Minister of Health, Dr. the Hon. Christopher Tufton (third left), and Acting Director of Health Services, Planning and Integration in the Ministry, Dr. Simone Spence (second left), participate in an exercise session at a recent Workplace Health and Wellness Symposium held at the Spanish Court Hotel in New Kingston.
Photo: Yhomo Hutchinson

Several public-sector entities have responded to the call from Minister of Health, Dr. the Hon. Christopher Tufton, to institute workplace wellness programmes, as part of the national effort to combat non-communicable diseases (NCDs).

The Minister has issued an appeal for heads of agencies to assign officers to coordinate the wellness efforts, which include ensuring that employees have access to healthier meal options.

“So, your entity will be positioned as not only one that wants to get the value that is exchanged for the salary that you pay each month, but as caring for the long-term wellness and well-being of your staff. It is a great feeling when staff members feel that way,” he notes.

Dr. Tufton says that every workplace can take steps to create an environment that encourages employees to adopt a healthy lifestyle, by ensuring that water is easily accessible throughout the day, providing healthy food, as well as making educational material readily available.

At the National Works Agency (NWA), where the ‘NWA Wellness Move’ is under way, various activities have been organised to benefit staff at the entity’s Corporate Area and regional offices.

These include office workouts on Monday, Wednesday and Friday; fruit and vegetable days; and healthier meals in the canteens; and an area has been established for nursing mothers.

The NWA wellness programme involves support from the Ministry of Health, the Heart Foundation of Jamaica, and other entities.
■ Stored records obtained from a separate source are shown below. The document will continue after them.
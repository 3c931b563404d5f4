//! Output placement and the commit step.
//!
//! Encoders write to a temporary path first. Once the output has been
//! accepted it is moved to its final destination and, unless the original is
//! kept, the source is removed.

use std::fs;
use std::io;
use std::path::{Path, PathBuf};
use tempfile::NamedTempFile;
use thiserror::Error;

/// Errors that can occur while committing an encode.
#[derive(Debug, Error)]
pub enum CommitError {
    /// Moving the encoded output into place failed.
    #[error("Failed to move {} to {}: {source}", from.display(), to.display())]
    Move {
        from: PathBuf,
        to: PathBuf,
        source: std::io::Error,
    },

    /// The output is in place but the source could not be removed.
    #[error("Failed to remove source {}: {source}", path.display())]
    RemoveSource {
        path: PathBuf,
        source: std::io::Error,
    },
}

fn bare_extension(extension: &str) -> &str {
    extension.trim_start_matches('.')
}

/// Whether two paths name the same file system entry.
///
/// Paths that cannot be resolved (usually because they do not exist yet) are
/// compared as given.
pub fn same_path(a: &Path, b: &Path) -> bool {
    match (fs::canonicalize(a), fs::canonicalize(b)) {
        (Ok(a), Ok(b)) => a == b,
        _ => a == b,
    }
}

/// Where the encoder writes while it runs.
///
/// With a scratch directory the output is `<tmp_dir>/<stem><extension>`;
/// otherwise it sits beside the source as `<source>.<ext>.tmp` so the source
/// is never clobbered mid-encode.
///
/// # Example
///
/// ```
/// use std::path::{Path, PathBuf};
/// use transcode_queue::commit::temp_output_path;
///
/// let out = temp_output_path(Path::new("/media/film.avi"), ".mkv", None);
/// assert_eq!(out, PathBuf::from("/media/film.mkv.tmp"));
/// ```
pub fn temp_output_path(source: &Path, extension: &str, tmp_dir: Option<&Path>) -> PathBuf {
    match tmp_dir {
        Some(dir) => {
            let stem = source
                .file_stem()
                .map(|s| s.to_string_lossy().into_owned())
                .unwrap_or_default();
            dir.join(format!("{}.{}", stem, bare_extension(extension)))
        }
        None => source.with_extension(format!("{}.tmp", bare_extension(extension))),
    }
}

/// `film.mkv` + `_processed` -> `film_processed.mkv`
pub fn add_processed_suffix(path: &Path, suffix: &str) -> PathBuf {
    let stem = path
        .file_stem()
        .map(|s| s.to_string_lossy().into_owned())
        .unwrap_or_default();
    let name = match path.extension() {
        Some(ext) => format!("{}{}.{}", stem, suffix, ext.to_string_lossy()),
        None => format!("{}{}", stem, suffix),
    };
    path.with_file_name(name)
}

/// Final location for a committed output.
///
/// # Arguments
/// * `source` - The file that was encoded
/// * `extension` - Profile output extension, e.g. `.mkv`
/// * `dest_dir` - Destination directory, already created, or None for in place
/// * `keep_original` - Whether the source survives the commit
/// * `suffix` - Appended to the stem when the output would sit next to a kept source
pub fn resolve_destination(
    source: &Path,
    extension: &str,
    dest_dir: Option<&Path>,
    keep_original: bool,
    suffix: &str,
) -> PathBuf {
    let renamed = source.with_extension(bare_extension(extension));

    match dest_dir {
        Some(dir) => {
            let target = match renamed.file_name() {
                Some(name) => dir.join(name),
                None => dir.to_path_buf(),
            };
            let beside_source = source.parent().is_some_and(|parent| same_path(parent, dir));
            if keep_original && beside_source {
                add_processed_suffix(&target, suffix)
            } else {
                target
            }
        }
        None if keep_original => add_processed_suffix(&renamed, suffix),
        None => renamed,
    }
}

/// Makes sure the destination directory exists and returns it resolved.
///
/// A directory that cannot be created degrades to the directory holding the
/// temporary output, with a warning.
pub fn prepare_destination_dir(dest_dir: &Path, temp_output: &Path) -> PathBuf {
    match fs::create_dir_all(dest_dir) {
        Ok(()) => fs::canonicalize(dest_dir).unwrap_or_else(|_| dest_dir.to_path_buf()),
        Err(e) => {
            let fallback = temp_output
                .parent()
                .map(Path::to_path_buf)
                .unwrap_or_default();
            tracing::warn!(
                dest = %dest_dir.display(),
                fallback = %fallback.display(),
                error = %e,
                "destination folder cannot be created, using the temp output folder"
            );
            fallback
        }
    }
}

/// Moves `from` to `to`, replacing anything already at `to`.
///
/// Tries a rename first and falls back to [`copy_replace`] when the two
/// paths are on different filesystems.
pub fn move_output(from: &Path, to: &Path) -> Result<(), CommitError> {
    if fs::rename(from, to).is_ok() {
        return Ok(());
    }
    copy_replace(from, to)
}

/// Copies `from` next to `to`, renames the copy over `to`, then removes `from`.
///
/// `to` is only ever replaced by a complete copy. When any step before the
/// rename fails the staged copy is dropped and `to` keeps its old content.
pub fn copy_replace(from: &Path, to: &Path) -> Result<(), CommitError> {
    let wrap = |source: io::Error| CommitError::Move {
        from: from.to_path_buf(),
        to: to.to_path_buf(),
        source,
    };

    let dir = match to.parent() {
        Some(parent) if !parent.as_os_str().is_empty() => parent,
        _ => Path::new("."),
    };
    let mut staged = NamedTempFile::new_in(dir).map_err(wrap)?;
    let mut input = fs::File::open(from).map_err(wrap)?;
    io::copy(&mut input, staged.as_file_mut()).map_err(wrap)?;
    staged.as_file().sync_all().map_err(wrap)?;
    let permissions = input.metadata().map_err(wrap)?.permissions();
    fs::set_permissions(staged.path(), permissions).map_err(wrap)?;

    staged.persist(to).map_err(|e| wrap(e.error))?;
    fs::remove_file(from).map_err(wrap)?;
    Ok(())
}

/// Moves the accepted output into place and drops the source if asked to.
///
/// The source is left alone when it resolves to the destination, since the
/// move already replaced it.
pub fn commit_output(
    temp_output: &Path,
    destination: &Path,
    source: &Path,
    keep_original: bool,
) -> Result<(), CommitError> {
    move_output(temp_output, destination)?;
    tracing::info!(
        from = %temp_output.display(),
        to = %destination.display(),
        "output moved into place"
    );

    if !keep_original && !same_path(destination, source) {
        fs::remove_file(source).map_err(|e| CommitError::RemoveSource {
            path: source.to_path_buf(),
            source: e,
        })?;
        tracing::info!(file = %source.display(), "source removed");
    }

    Ok(())
}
Manager for Personnel and Industrial Relations, David Knight, tells JIS News that the staff have welcomed the initiative, which has the full support of the agency’s Chief Executive Officer, E.G. Hunter.

“We have persons expressing surprise and delight to recognise that there are these simple and easy ways in which we can do things to improve and impact our health positively,” he tells JIS News.

Public-sector workers do stretching exercises at a recent Workplace Health and Wellness Symposium held at the Spanish Court Hotel in New Kingston.

Meanwhile, at the Ministry of Justice, efforts are under way to open a gym and an aftercare facility as part of a wellness programme.

Senior Director for Corporate Affairs, Sandra Graham, says Permanent Secretary in the Ministry, Carol Palmer, has taken a keen interest in the initiative, and is ensuring that it is fast-tracked.

She notes that a key component of the programme is a quarterly fair, which will focus on education, money management, and healthcare.

“We intend to engage the Ministry of Health in assisting us with building awareness of proper nutrition and all the other necessary things for a healthy well-being,” she tells JIS News.

Director of Health Promotion and Education at the Ministry, Takese Foga, says it is important for workplaces to invest in programmes that enhance and promote workers’ health in order to reduce injuries and illness and control NCDs.

“As we invest in workplace wellness we will see a difference in the productivity of our entities and have better interpersonal relations,” she points out.

According to the Ministry of Health, NCDs are the prime contributors to morbidity in Jamaica, with the four main behavioural risk factors being tobacco use, harmful use of alcohol, unhealthy diet, and physical inactivity.

It is estimated that treating people with NCDs and related illnesses could cost the country some US$17 billion over the next 15 years.

A comprehensive wellness programme, including regular physical activity, is one of the most cost-effective measures that workplaces can put in place to aid in the reduction of the NCD burden, the Ministry says.

World Health Organization (WHO) statistics indicate that physical activity programmes for staff lower short-term sick leave by 32 per cent, reduces the cost of healthcare by 55 per cent and improves productivity by 52 per cent.

“A company that provides the resources and programmes that promote increased physical activity will enable its staff to live healthier and longer. Investing in employees’ health will help increase the company wealth,” the Ministry notes.

The Ministry recommends that a successful physical activity workplace programme must be guided by a committee comprised of persons with specific roles, and includes representatives from various departments.

The Ministry will provide expertise to assist the process.